(Assignment)
How many of the lines below have "FilterOutcome" in them? Say the number and nothing more.

▬▬▬

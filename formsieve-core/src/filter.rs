// formsieve-core/src/filter.rs
//! `filter.rs`
//! One-shot sanitize-then-validate over combined rule strings.
//!
//! Each field's rule string is split at its first `|`: the left side is the
//! sanitize tag, the right side the validation chain. A string without `|`
//! is only a sanitize tag and the field is not validated.

use log::debug;
use std::collections::BTreeMap;

use crate::engine::Validator;
use crate::errors::FilterError;
use crate::messages::Messages;
use crate::sanitizers::Sanitizer;
use crate::value::{ErrorBag, FieldRules, Input};

/// Cleaned data together with the validation result.
#[derive(Debug, Clone, PartialEq, Default)]
pub struct FilterOutcome {
    pub data: Input,
    pub errors: ErrorBag,
}

impl FilterOutcome {
    pub fn is_valid(&self) -> bool {
        self.errors.is_empty()
    }
}

/// Splits combined rule strings into sanitize tags and validation chains.
pub fn split_fields(fields: &FieldRules) -> (BTreeMap<String, String>, FieldRules) {
    let mut tags = BTreeMap::new();
    let mut chains = FieldRules::new();

    for (field, rules) in fields {
        match rules.split_once('|') {
            Some((tag, chain)) => {
                tags.insert(field.clone(), tag.trim().to_string());
                chains.insert(field.clone(), chain.to_string());
            }
            None => {
                tags.insert(field.clone(), rules.trim().to_string());
            }
        }
    }

    (tags, chains)
}

/// Sequences a [`Sanitizer`] and a [`Validator`].
#[derive(Debug, Clone)]
pub struct InputFilter<'r> {
    sanitizer: Sanitizer,
    validator: Validator<'r>,
}

impl Default for InputFilter<'static> {
    fn default() -> Self {
        Self::with_parts(Sanitizer::default(), Validator::default())
    }
}

impl InputFilter<'static> {
    pub fn new() -> Self {
        Self::default()
    }
}

impl<'r> InputFilter<'r> {
    pub fn with_parts(sanitizer: Sanitizer, validator: Validator<'r>) -> Self {
        Self {
            sanitizer,
            validator,
        }
    }

    pub fn sanitizer(&self) -> &Sanitizer {
        &self.sanitizer
    }

    pub fn validator(&self) -> &Validator<'r> {
        &self.validator
    }

    /// Sanitizes and validates, returning both the cleaned data and the errors.
    ///
    /// All rule strings are checked before any data is touched.
    pub fn run(
        &self,
        data: &Input,
        fields: &FieldRules,
        messages: &Messages,
    ) -> Result<FilterOutcome, FilterError> {
        let (tags, chains) = split_fields(fields);
        let compiled = self.validator.compile(&chains)?;
        let cleaned = self.sanitizer.sanitize(data, &tags)?;

        debug!(
            "Validating {} of {} field(s) after sanitization.",
            compiled.len(),
            fields.len()
        );
        let errors = self.validator.run(&cleaned, &compiled, messages);

        Ok(FilterOutcome {
            data: cleaned,
            errors,
        })
    }

    /// Sanitizes and validates, returning only the errors.
    pub fn filter(
        &self,
        data: &Input,
        fields: &FieldRules,
        messages: &Messages,
    ) -> Result<ErrorBag, FilterError> {
        self.run(data, fields, messages).map(|outcome| outcome.errors)
    }
}

/// Sanitizes and validates with the default sanitizer and built-in rules.
///
/// # Arguments
///
/// * `data` - Raw input, e.g. a deserialized form body.
/// * `fields` - Combined rule strings such as `"string|required|min:3"`.
/// * `messages` - Optional message overrides; pass `&Messages::new()` for none.
pub fn filter(
    data: &Input,
    fields: &FieldRules,
    messages: &Messages,
) -> Result<ErrorBag, FilterError> {
    InputFilter::new().filter(data, fields, messages)
}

▬▬▬

(Exercise solution)
4